Don Bosco nos ha dejado dos lemas: uno para nuestra mística (Da mihi animas, caetera tolle) y otro para nuestra ascesis (Trabajo y templanza). Una ascesis sin fórmulas extravagantes. Trabajo y templanza son realidades positivas. Si el trabajo expresa la dinamicidad de la vocación y estimula la creatividad hacia el fin de la misión; la templanza regula la misma acción y sostiene las facultades psíquicas superiores (razón, sentimiento, voluntad) en su justa medida, en el dominio de los sentidos, afectos y pasiones en los que se enraízan.

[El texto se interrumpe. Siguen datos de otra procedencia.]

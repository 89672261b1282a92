//! Pointed shape: the whole outer boundary collapses to one apex.

use super::extra_segments;
use crate::mesh::RadialMesh;
use crate::params::ShapeParameters;
use crate::rotation::{forward, yaw, RotationStep};

/// Builds a wedge (`outer_arc == 0`).
///
/// Vertex layout: `0` inner start, `1` apex on the forward axis at
/// `outer_radius`, then one inner vertex per segment end. Every triangle is
/// `(inner, apex, inner_next)`, so the apex appears in all of them.
pub fn build_wedge(params: &ShapeParameters) -> RadialMesh {
    let rotation = RotationStep::from_params(params).inner();
    let extra = extra_segments(params.segments);

    let mut mesh = RadialMesh::with_capacity(3 + extra, 3 + 3 * extra);

    let mut inner =
        mesh.push_vertex(yaw(-0.5 * params.inner_arc as f64) * forward(params.inner_radius));
    // Outer arc is zero, so the apex needs no rotation
    let apex = mesh.push_vertex(forward(params.outer_radius));

    for _ in 0..=extra {
        let inner_next = mesh.push_vertex(rotation * mesh.vertex(inner));
        mesh.push_triangle(inner, apex, inner_next);
        inner = inner_next;
    }

    mesh
}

En el sueño de los diez diamantes se esboza «el modelo del verdadero salesiano», es decir, la «Carta de identidad del rostro salesiano», expresada en el manto del personaje. «Representa la imagen ideal de nuestra espiritualidad. Todo salesiano, presente o futuro, debe mirarse en él, como en un espejo». Don Bosco durante toda su vida fue la encarnación de este simbólico personaje. Con palabras de D. Felipe Rinaldi: «Todos los diamantes tienen una luz propia: pero todas esas luces no son más que una luz: ¡Don Bosco!» (ACS 55, 923). El personaje de este sueño representa nuestro modelo de comportamiento, nuestro propio ideal, es decir, el icono lo que tú y yo podemos ser con la gracia de Dios.

En su parte frontal del manto se expresa el testimonio que damos de Dios con la fe, la esperanza y la caridad pastoral. Es la mística salesiana, centrada en el “Da mihi animas…”. Los cinco diamantes de la espalda constituyen la ascética salesiana.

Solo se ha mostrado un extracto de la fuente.